Your assignment: Only the lines containing the string "RateLimited" are needed; copy all of them from the listing.

Source data:
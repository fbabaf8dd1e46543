//! Study configuration (`study_config.json`).
//!
//! Relative paths in the file are resolved against the directory that
//! contains the config file, so a study directory can be moved as a whole.

use schemars::JsonSchema;
use serde::{Deserialize, Serialize};
use std::collections::HashSet;
use std::path::{Path, PathBuf};

use crate::encoding::EncodingConfig;
use crate::error::{ModelError, ModelResult};
use crate::pair::ComparisonPair;

/// Order sheet file name inside a pair's output folder.
pub const ORDER_SHEET_FILENAME: &str = "order_sheet.txt";
/// Index mapping file name inside a pair's output folder.
pub const INDEX_MAPPING_FILENAME: &str = "index_mapping.txt";

/// Default question for choices stored without a question name.
pub const DEFAULT_QUESTION: &str = "overall_quality";
/// Default seed for left/right placement.
pub const DEFAULT_SEED: u64 = 42;

/// Top-level study configuration.
#[derive(Debug, Clone, Serialize, Deserialize, JsonSchema)]
pub struct StudyConfig {
    #[serde(default = "default_study_name")]
    pub study_name: String,

    /// Directory holding one sub-directory of videos per model.
    #[serde(default = "default_raw_videos_dir")]
    pub raw_videos_dir: PathBuf,

    /// Directory receiving one sub-directory per comparison pair.
    #[serde(default = "default_comparisons_dir")]
    pub comparisons_dir: PathBuf,

    /// Seed for the placement RNG, fixed per builder run.
    #[serde(default = "default_seed")]
    pub seed: u64,

    /// Question receiving choices that carry no question name.
    #[serde(default = "default_question")]
    pub default_question: String,

    /// Questions asked per comparison video, in display order.
    #[serde(default)]
    pub questions: Vec<String>,

    pub comparison_sets: Vec<ComparisonSetConfig>,

    #[serde(default)]
    pub encoding: EncodingConfig,

    #[serde(default, skip_serializing_if = "Option::is_none")]
    pub github: Option<GithubSection>,

    #[serde(default, skip_serializing_if = "Option::is_none")]
    pub result_code: Option<ResultCodeSection>,

    /// Directory relative paths are resolved against.
    #[serde(skip)]
    #[schemars(skip)]
    pub base_dir: PathBuf,
}

/// One comparison pair of the study.
#[derive(Debug, Clone, PartialEq, Serialize, Deserialize, JsonSchema)]
pub struct ComparisonSetConfig {
    /// Canonical pair name (`{left}_vs_{right}`), also the key used in responses.
    pub name: String,
    #[serde(default, skip_serializing_if = "Option::is_none")]
    pub left: Option<String>,
    #[serde(default, skip_serializing_if = "Option::is_none")]
    pub right: Option<String>,
    /// Override for the order sheet location.
    #[serde(default, skip_serializing_if = "Option::is_none")]
    pub order_file: Option<PathBuf>,
    /// Override for the folder receiving rendered comparison videos.
    #[serde(default, skip_serializing_if = "Option::is_none")]
    pub video_folder: Option<PathBuf>,
}

/// Where participant submissions are filed as GitHub issues.
#[derive(Debug, Clone, PartialEq, Serialize, Deserialize, JsonSchema)]
pub struct GithubSection {
    pub owner: String,
    pub repo: String,
    #[serde(default = "default_issue_label")]
    pub label: String,
    #[serde(default = "default_issue_state")]
    pub state: String,
}

/// Decoding table for result-code submissions.
#[derive(Debug, Clone, PartialEq, Serialize, Deserialize, JsonSchema)]
pub struct ResultCodeSection {
    /// Pair names indexed by the first code component.
    pub pair_order: Vec<String>,
    /// Questions indexed by answer digit position.
    pub questions: Vec<String>,
}

fn default_study_name() -> String {
    "user_study".to_string()
}
fn default_raw_videos_dir() -> PathBuf {
    PathBuf::from("raw_videos")
}
fn default_comparisons_dir() -> PathBuf {
    PathBuf::from("user_study_comparisons")
}
fn default_seed() -> u64 {
    DEFAULT_SEED
}
fn default_question() -> String {
    DEFAULT_QUESTION.to_string()
}
fn default_issue_label() -> String {
    "user-study-result".to_string()
}
fn default_issue_state() -> String {
    "all".to_string()
}

impl ComparisonSetConfig {
    /// Resolve the pair, preferring explicit `left`/`right` over the name.
    pub fn pair(&self) -> ModelResult<ComparisonPair> {
        match (&self.left, &self.right) {
            (Some(left), Some(right)) => {
                let pair = ComparisonPair::new(left.as_str(), right.as_str())?;
                if pair.name() != self.name {
                    return Err(ModelError::invalid_config(format!(
                        "comparison set '{}' does not match its models ({})",
                        self.name,
                        pair.name()
                    )));
                }
                Ok(pair)
            }
            (None, None) => self.name.parse(),
            _ => Err(ModelError::invalid_config(format!(
                "comparison set '{}' must set both left and right or neither",
                self.name
            ))),
        }
    }
}

impl StudyConfig {
    /// Load and validate a config file.
    pub fn load(path: impl AsRef<Path>) -> ModelResult<Self> {
        let path = path.as_ref();
        if !path.exists() {
            return Err(ModelError::ConfigNotFound(path.to_path_buf()));
        }

        let text = std::fs::read_to_string(path)?;
        let mut config: StudyConfig = serde_json::from_str(&text)?;
        config.base_dir = path
            .parent()
            .map(Path::to_path_buf)
            .unwrap_or_default();
        config.validate()?;
        Ok(config)
    }

    /// Check pair names, uniqueness and the result-code table.
    pub fn validate(&self) -> ModelResult<()> {
        if self.comparison_sets.is_empty() {
            return Err(ModelError::invalid_config("no comparison_sets defined"));
        }

        let mut seen = HashSet::new();
        for set in &self.comparison_sets {
            set.pair()?;
            if !seen.insert(set.name.as_str()) {
                return Err(ModelError::invalid_config(format!(
                    "duplicate comparison set '{}'",
                    set.name
                )));
            }
        }

        if let Some(rc) = &self.result_code {
            for name in &rc.pair_order {
                if !seen.contains(name.as_str()) {
                    return Err(ModelError::invalid_config(format!(
                        "result_code.pair_order references unknown pair '{}'",
                        name
                    )));
                }
            }
            if rc.questions.is_empty() {
                return Err(ModelError::invalid_config("result_code.questions is empty"));
            }
        }

        Ok(())
    }

    /// Resolve a possibly relative path against the config directory.
    pub fn resolve(&self, path: &Path) -> PathBuf {
        if path.is_absolute() {
            path.to_path_buf()
        } else {
            self.base_dir.join(path)
        }
    }

    /// All pairs, in config order.
    pub fn pairs(&self) -> ModelResult<Vec<ComparisonPair>> {
        self.comparison_sets.iter().map(|s| s.pair()).collect()
    }

    /// Look up a comparison set by pair name.
    pub fn find_set(&self, name: &str) -> Option<&ComparisonSetConfig> {
        self.comparison_sets.iter().find(|s| s.name == name)
    }

    /// Folder receiving the rendered videos of a pair.
    pub fn video_folder(&self, set: &ComparisonSetConfig) -> PathBuf {
        match &set.video_folder {
            Some(p) => self.resolve(p),
            None => self.resolve(&self.comparisons_dir).join(&set.name),
        }
    }

    /// Order sheet location of a pair.
    pub fn order_sheet_path(&self, set: &ComparisonSetConfig) -> PathBuf {
        match &set.order_file {
            Some(p) => self.resolve(p),
            None => self.video_folder(set).join(ORDER_SHEET_FILENAME),
        }
    }

    /// Index mapping location of a pair.
    pub fn index_mapping_path(&self, set: &ComparisonSetConfig) -> PathBuf {
        self.video_folder(set).join(INDEX_MAPPING_FILENAME)
    }

    /// Directory holding one model's raw videos.
    pub fn model_dir(&self, model: &str) -> PathBuf {
        self.resolve(&self.raw_videos_dir).join(model)
    }

    /// Questions to report on; falls back to the default question alone.
    pub fn question_list(&self) -> Vec<String> {
        if self.questions.is_empty() {
            vec![self.default_question.clone()]
        } else {
            self.questions.clone()
        }
    }
}

#[cfg(test)]
mod tests {
    use super::*;
    use tempfile::TempDir;

    const SAMPLE: &str = r#"{
        "study_name": "deepsink",
        "comparison_sets": [
            {"name": "deepsink_vs_self_forcing"},
            {"name": "deepsink_vs_causvid", "left": "deepsink", "right": "causvid",
             "order_file": "sheets/causvid.txt"}
        ],
        "result_code": {"pair_order": ["deepsink_vs_causvid"], "questions": ["q1", "q2"]}
    }"#;

    fn write_config(dir: &TempDir, text: &str) -> PathBuf {
        let path = dir.path().join("study_config.json");
        std::fs::write(&path, text).unwrap();
        path
    }

    #[test]
    fn test_load_with_defaults() {
        let dir = TempDir::new().unwrap();
        let config = StudyConfig::load(write_config(&dir, SAMPLE)).unwrap();

        assert_eq!(config.seed, DEFAULT_SEED);
        assert_eq!(config.default_question, DEFAULT_QUESTION);
        assert_eq!(config.question_list(), vec![DEFAULT_QUESTION.to_string()]);
        assert_eq!(config.pairs().unwrap().len(), 2);
    }

    #[test]
    fn test_paths_resolve_against_config_dir() {
        let dir = TempDir::new().unwrap();
        let config = StudyConfig::load(write_config(&dir, SAMPLE)).unwrap();

        let first = &config.comparison_sets[0];
        assert_eq!(
            config.order_sheet_path(first),
            dir.path()
                .join("user_study_comparisons")
                .join("deepsink_vs_self_forcing")
                .join(ORDER_SHEET_FILENAME)
        );

        let second = &config.comparison_sets[1];
        assert_eq!(config.order_sheet_path(second), dir.path().join("sheets/causvid.txt"));
        assert_eq!(config.model_dir("causvid"), dir.path().join("raw_videos/causvid"));
    }

    #[test]
    fn test_mismatched_name_rejected() {
        let dir = TempDir::new().unwrap();
        let path = write_config(
            &dir,
            r#"{"comparison_sets": [{"name": "a_vs_b", "left": "b", "right": "a"}]}"#,
        );
        assert!(matches!(
            StudyConfig::load(path),
            Err(ModelError::InvalidConfig(_))
        ));
    }

    #[test]
    fn test_duplicate_and_unknown_pairs_rejected() {
        let dir = TempDir::new().unwrap();
        let dup = write_config(
            &dir,
            r#"{"comparison_sets": [{"name": "a_vs_b"}, {"name": "a_vs_b"}]}"#,
        );
        assert!(StudyConfig::load(dup).is_err());

        let unknown = write_config(
            &dir,
            r#"{"comparison_sets": [{"name": "a_vs_b"}],
                "result_code": {"pair_order": ["x_vs_y"], "questions": ["q"]}}"#,
        );
        assert!(StudyConfig::load(unknown).is_err());
    }

    #[test]
    fn test_missing_file() {
        let err = StudyConfig::load("/definitely/not/here.json").unwrap_err();
        assert!(matches!(err, ModelError::ConfigNotFound(_)));
    }
}
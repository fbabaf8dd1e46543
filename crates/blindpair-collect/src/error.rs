//! Collection error types.

use std::path::PathBuf;
use thiserror::Error;

/// Result type for collection operations.
pub type CollectResult<T> = Result<T, CollectError>;

/// Errors that can occur while collecting response records.
#[derive(Debug, Error)]
pub enum CollectError {
    #[error("Authentication failed: {0}")]
    AuthError(String),

    #[error("Not found: {0}")]
    NotFound(String),

    #[error("Rate limited, retry after {0}ms")]
    RateLimited(u64),

    #[error("Server error ({status}): {message}")]
    ServerError { status: u16, message: String },

    #[error("Request failed ({status}): {message}")]
    ClientError { status: u16, message: String },

    #[error("Request failed: {0}")]
    RequestFailed(String),

    #[error("Invalid response: {0}")]
    InvalidResponse(String),

    #[error("Invalid configuration: {0}")]
    InvalidConfig(String),

    #[error("Directory not found: {0}")]
    DirectoryNotFound(PathBuf),

    #[error("Network error: {0}")]
    Network(#[from] reqwest::Error),

    #[error("JSON error: {0}")]
    Json(#[from] serde_json::Error),

    #[error("IO error: {0}")]
    Io(#[from] std::io::Error),
}

impl CollectError {
    pub fn auth_error(msg: impl Into<String>) -> Self {
        Self::AuthError(msg.into())
    }

    pub fn request_failed(msg: impl Into<String>) -> Self {
        Self::RequestFailed(msg.into())
    }

    pub fn invalid_config(msg: impl Into<String>) -> Self {
        Self::InvalidConfig(msg.into())
    }

    /// Map a non-success HTTP status to an error.
    pub fn from_http_status(status: u16, message: impl Into<String>) -> Self {
        let message = message.into();
        match status {
            401 | 403 => Self::AuthError(message),
            404 => Self::NotFound(message),
            429 => Self::RateLimited(0),
            500..=599 => Self::ServerError { status, message },
            _ => Self::ClientError { status, message },
        }
    }

    /// HTTP status associated with this error, if any.
    pub fn http_status(&self) -> Option<u16> {
        match self {
            CollectError::AuthError(_) => Some(401),
            CollectError::NotFound(_) => Some(404),
            CollectError::RateLimited(_) => Some(429),
            CollectError::ServerError { status, .. } | CollectError::ClientError { status, .. } => {
                Some(*status)
            }
            CollectError::Network(e) => e.status().map(|s| s.as_u16()),
            _ => None,
        }
    }

    /// Delay requested by the server, in milliseconds.
    pub fn retry_after_ms(&self) -> Option<u64> {
        match self {
            CollectError::RateLimited(ms) if *ms > 0 => Some(*ms),
            _ => None,
        }
    }

    /// Check if error is retryable (network, 429, 5xx).
    pub fn is_retryable(&self) -> bool {
        matches!(
            self,
            CollectError::Network(_) | CollectError::RateLimited(_) | CollectError::ServerError { .. }
        )
    }
}
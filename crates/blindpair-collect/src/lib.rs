//! Participant response collection.
//!
//! Production-grade sources for response records:
//! - Local result directories (`*.json` records, `*.txt` result codes)
//! - GitHub issues filed by the survey page, with pagination, retry with
//!   backoff and jitter, and duplicate-issue suppression
//! - Issue body extraction (fenced JSON or result-code lines)
//! - Observability (tracing spans, metrics)

pub mod error;
pub mod extract;
pub mod github;
pub mod local;
pub mod metrics;
pub mod output;
pub mod retry;
pub mod source;

pub use error::{CollectError, CollectResult};
pub use extract::{extract_json_block, extract_result_codes, RESULT_CODE_PATTERN};
pub use github::{GithubClient, GithubConfig, Issue, IssueFetch};
pub use local::LocalSource;
pub use output::{collection_dir, write_collection, CollectionPaths};
pub use retry::{with_retry, RetryConfig};
pub use source::{issue_to_record, CollectedRecord, FetchReport, GithubSource, ResponseSource};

Written answer:
    RateLimited(u64),
            429 => Self::RateLimited(0),
            CollectError::RateLimited(_) => Some(429),
            CollectError::RateLimited(ms) if *ms > 0 => Some(*ms),
            CollectError::Network(_) | CollectError::RateLimited(_) | CollectError::ServerError { .. }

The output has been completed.